Ponente
Descripción
Resistance to conventional antibiotics is a critical problem worldwide with the maximal attention of the WHO that, nowadays, represents a serious challenge to the existence of humankind. Antimicrobial peptides are widely expressed in eukaryotic organisms and they constitute the main humoral innate response of invertebrates. Such peptides exhibit antimicrobial activity against bacteria, fungi, viruses, and parasites and they could be a supplemental or alternative for the treatment of infections. Cm-p5 is a cationic peptide derived from a coastal tropical snail, Cenchritis muricatus, that showed antifungal activity against human pathogens such as Candida albicans and other fungi. This peptide did not exhibit toxicity against mammalian cell lines in vitro and was structurally characterized by circular dichroism, polarimetry, and NMR spectroscopy, revealing an α-helical structure under conditions that mimic a cellular environment and a tendency to a random structure in aqueous solutions.

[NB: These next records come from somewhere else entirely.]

//! In-memory table store for testing.

use crate::document::TableDocument;
use crate::error::StorageResult;
use crate::store::TableStore;
use parking_lot::RwLock;
use std::collections::BTreeMap;

/// An in-memory table store.
///
/// This store keeps all table documents in memory and is suitable for:
/// - Unit tests
/// - Integration tests
/// - Ephemeral contexts that don't need persistence
///
/// # Thread Safety
///
/// This store is thread-safe and can be shared across threads. It makes
/// no attempt to coordinate concurrent engine passes; that is the
/// caller's single-writer responsibility.
///
/// # Example
///
/// ```rust
/// use reldb_storage::{TableStore, InMemoryStore, TableDocument};
///
/// let store = InMemoryStore::new();
/// let table = store.get_table("cars", true).unwrap().unwrap();
/// assert!(table.is_empty());
/// store.save_table("cars", &table).unwrap();
/// assert_eq!(store.table_names().unwrap(), vec!["cars".to_string()]);
/// ```
#[derive(Debug, Default)]
pub struct InMemoryStore {
    tables: RwLock<BTreeMap<String, TableDocument>>,
}

impl InMemoryStore {
    /// Creates a new empty in-memory store.
    #[must_use]
    pub fn new() -> Self {
        Self::default()
    }

    /// Returns the number of persisted tables.
    ///
    /// Useful for testing and debugging.
    #[must_use]
    pub fn table_count(&self) -> usize {
        self.tables.read().len()
    }

    /// Clears all tables from the store.
    pub fn clear(&self) {
        self.tables.write().clear();
    }
}

impl TableStore for InMemoryStore {
    fn get_table(
        &self,
        name: &str,
        create_if_missing: bool,
    ) -> StorageResult<Option<TableDocument>> {
        match self.tables.read().get(name) {
            Some(table) => Ok(Some(table.clone())),
            None if create_if_missing => Ok(Some(TableDocument::new())),
            None => Ok(None),
        }
    }

    fn save_table(&self, name: &str, table: &TableDocument) -> StorageResult<()> {
        self.tables.write().insert(name.to_string(), table.clone());
        Ok(())
    }

    fn delete_table(&self, name: &str) -> StorageResult<()> {
        self.tables.write().remove(name);
        Ok(())
    }

    fn table_names(&self) -> StorageResult<Vec<String>> {
        Ok(self.tables.read().keys().cloned().collect())
    }
}

#[cfg(test)]
mod tests {
    use super::*;
    use crate::document::Record;

    #[test]
    fn memory_new_is_empty() {
        let store = InMemoryStore::new();
        assert_eq!(store.table_count(), 0);
        assert!(store.table_names().unwrap().is_empty());
    }

    #[test]
    fn memory_missing_table_without_create() {
        let store = InMemoryStore::new();
        assert!(store.get_table("cars", false).unwrap().is_none());
    }

    #[test]
    fn memory_create_is_lazy() {
        let store = InMemoryStore::new();

        let table = store.get_table("cars", true).unwrap().unwrap();
        assert!(table.is_empty());
        // Not visible until saved
        assert_eq!(store.table_count(), 0);

        store.save_table("cars", &table).unwrap();
        assert_eq!(store.table_count(), 1);
    }

    #[test]
    fn memory_save_and_reload() {
        let store = InMemoryStore::new();

        let mut table = TableDocument::new();
        let mut record = Record::new();
        record.set("id", "1");
        table.push(record);
        store.save_table("cars", &table).unwrap();

        let loaded = store.get_table("cars", false).unwrap().unwrap();
        assert_eq!(loaded, table);
    }

    #[test]
    fn memory_save_replaces() {
        let store = InMemoryStore::new();

        let mut table = TableDocument::new();
        let mut record = Record::new();
        record.set("id", "1");
        table.push(record);
        store.save_table("cars", &table).unwrap();

        store.save_table("cars", &TableDocument::new()).unwrap();
        let loaded = store.get_table("cars", false).unwrap().unwrap();
        assert!(loaded.is_empty());
    }

    #[test]
    fn memory_delete_table() {
        let store = InMemoryStore::new();
        store.save_table("cars", &TableDocument::new()).unwrap();

        store.delete_table("cars").unwrap();
        assert!(store.get_table("cars", false).unwrap().is_none());

        // Deleting an unknown table is a no-op
        store.delete_table("unknown").unwrap();
    }

    #[test]
    fn memory_table_names_sorted() {
        let store = InMemoryStore::new();
        store.save_table("owners", &TableDocument::new()).unwrap();
        store.save_table("cars", &TableDocument::new()).unwrap();

        assert_eq!(
            store.table_names().unwrap(),
            vec!["cars".to_string(), "owners".to_string()]
        );
    }

    #[test]
    fn memory_clear() {
        let store = InMemoryStore::new();
        store.save_table("cars", &TableDocument::new()).unwrap();
        store.clear();
        assert_eq!(store.table_count(), 0);
    }
}
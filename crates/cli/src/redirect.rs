// SPDX-License-Identifier: BUSL-1.1
// Copyright (c) 2026 Alfred Jean LLC

//! One-shot consumption of identity-provider redirect parameters.
//!
//! After a completed provider round trip the redirect URL carries a fresh
//! credential pair plus informational flags. They are read once and stripped
//! from the URL, so processing the stripped URL again has no effect.

use url::Url;

/// Values carried on a post-login redirect URL.
#[derive(Debug, Clone, Default, PartialEq, Eq)]
pub struct RedirectParams {
    pub access_token: Option<String>,
    pub refresh_token: Option<String>,
    /// Informational flags, display only.
    pub success: bool,
    pub error: bool,
    pub logout: bool,
}

impl RedirectParams {
    /// Whether the redirect carries a complete fresh credential pair.
    pub fn has_credentials(&self) -> bool {
        self.access_token.is_some() && self.refresh_token.is_some()
    }
}

/// Extract credential and flag parameters from a redirect URL.
///
/// Returns the parsed values and the URL with the consumed parameters
/// stripped. Unrelated query parameters survive. Token values are trimmed
/// of incidental whitespace picked up in transit.
pub fn consume(redirect_url: &str) -> Result<(RedirectParams, String), url::ParseError> {
    let mut url = Url::parse(redirect_url)?;

    let mut params = RedirectParams::default();
    let mut kept: Vec<(String, String)> = Vec::new();
    for (key, value) in url.query_pairs() {
        match key.as_ref() {
            "accessToken" => {
                params.access_token =
                    Some(value.trim().to_owned()).filter(|s| !s.is_empty());
            }
            "refreshToken" => {
                params.refresh_token =
                    Some(value.trim().to_owned()).filter(|s| !s.is_empty());
            }
            "success" => params.success = value == "true",
            "error" => params.error = value == "true",
            "logout" => params.logout = value == "true",
            _ => kept.push((key.into_owned(), value.into_owned())),
        }
    }

    if kept.is_empty() {
        url.set_query(None);
    } else {
        url.query_pairs_mut().clear().extend_pairs(kept);
    }

    Ok((params, url.as_str().to_owned()))
}

#[cfg(test)]
#[path = "redirect_tests.rs"]
mod tests;
// SPDX-License-Identifier: BUSL-1.1
// Copyright (c) 2026 Alfred Jean LLC

//! Token lifecycle error taxonomy.
//!
//! Every backend-call failure is translated into one of these kinds at the
//! call site; raw transport errors never reach session state transitions.

use serde::{Deserialize, Serialize};
use std::fmt;

/// Diagnostic kinds for token lifecycle failures.
#[derive(Debug, Clone, Copy, PartialEq, Eq, Serialize, Deserialize)]
#[serde(rename_all = "snake_case")]
pub enum TokenErrorKind {
    /// Credential does not parse; expiry cannot be determined.
    DecodeMalformed,
    /// Backend rejected an access credential that was past its claim expiry.
    Expired,
    /// Backend rejected an access credential for some other reason
    /// (revoked, backend down). Cleanup is the same as for expiry.
    RejectedOther,
    /// The refresh credential itself was rejected.
    RefreshDenied,
    /// Refresh failed for a recoverable reason; the next tick retries.
    RefreshTransient,
}

impl TokenErrorKind {
    pub fn as_str(&self) -> &'static str {
        match self {
            Self::DecodeMalformed => "DECODE_MALFORMED",
            Self::Expired => "EXPIRED",
            Self::RejectedOther => "REJECTED_OTHER",
            Self::RefreshDenied => "REFRESH_DENIED",
            Self::RefreshTransient => "REFRESH_TRANSIENT",
        }
    }

    /// Whether this kind ends the session.
    pub fn is_fatal(&self) -> bool {
        matches!(self, Self::Expired | Self::RejectedOther | Self::RefreshDenied)
    }
}

impl fmt::Display for TokenErrorKind {
    fn fmt(&self, f: &mut fmt::Formatter<'_>) -> fmt::Result {
        f.write_str(self.as_str())
    }
}

/// A credential failed to parse. Non-fatal by itself: expiry is evaluated by
/// the caller, and the user may still request a fresh refresh.
#[derive(Debug, Clone, PartialEq, Eq)]
pub enum DecodeError {
    /// Wrong segment count, bad base64, or unparseable claims.
    Malformed(String),
}

impl fmt::Display for DecodeError {
    fn fmt(&self, f: &mut fmt::Formatter<'_>) -> fmt::Result {
        match self {
            Self::Malformed(msg) => write!(f, "malformed credential: {msg}"),
        }
    }
}

impl std::error::Error for DecodeError {}

/// The backend rejected the access credential.
///
/// The rejection reason is not observable from the response alone; callers
/// classify expired vs rejected-for-other-reason by decoding the credential
/// locally and comparing against corrected time.
#[derive(Debug, Clone)]
pub enum ValidationError {
    Unauthorized(String),
}

impl fmt::Display for ValidationError {
    fn fmt(&self, f: &mut fmt::Formatter<'_>) -> fmt::Result {
        match self {
            Self::Unauthorized(msg) => write!(f, "unauthorized: {msg}"),
        }
    }
}

impl std::error::Error for ValidationError {}

/// A refresh attempt failed.
#[derive(Debug, Clone)]
pub enum RefreshError {
    /// The refresh credential itself was rejected (401/403). Fatal to the
    /// session.
    Denied(String),
    /// Network or server trouble. State is left unchanged for retry.
    Transient(String),
}

impl RefreshError {
    pub fn kind(&self) -> TokenErrorKind {
        match self {
            Self::Denied(_) => TokenErrorKind::RefreshDenied,
            Self::Transient(_) => TokenErrorKind::RefreshTransient,
        }
    }
}

impl fmt::Display for RefreshError {
    fn fmt(&self, f: &mut fmt::Formatter<'_>) -> fmt::Result {
        match self {
            Self::Denied(msg) => write!(f, "denied: {msg}"),
            Self::Transient(msg) => write!(f, "transient: {msg}"),
        }
    }
}

impl std::error::Error for RefreshError {}

#[cfg(test)]
#[path = "error_tests.rs"]
mod tests;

The substitution of two amino acid residues in the structure of Cm-p5 by respective cysteines produced a stabilized cyclic derivative in its alpha-helical structure and two dimers by inter-monomeric bridges. The cyclic monomer increased its activity against Candida albicans and showed also activity against Candida parapsilosis. All three derivatives showed moderate activity against Pseudomonas aeruginosa, ESBL Klebsiella pneumoniae and Streptococcus agalactiae. They showed significant activity against Acinetobacter baumanii and Enterococcus faecium. The dimers had moderate activity against PA14 Pseudomonas aeruginosa. All three Cm-p5 derivatives inhibited activity against a virulent extracellular strain of Mycobacterium tuberculosis and Herpes Simplex Virus 2 in vitro. On the other hand, the derivatives had no effect on Zika Virus infection nor pseudo particles of SARS-CoV-2. Two peptides derived from the fluvial mollusk Pomacea poeyana were synthesized from the sequences obtained by MS-MS spectrometry contrasted in antimicrobial peptide databases. Pom-1 showed significant activity against Pseudomonas aeruginosa and moderate activity against Klebsiella pneumoniae and Listeria monocytogenes. All the peptides mentioned here were non-toxic in human cell cultures at concentrations that showed their antimicrobial activity.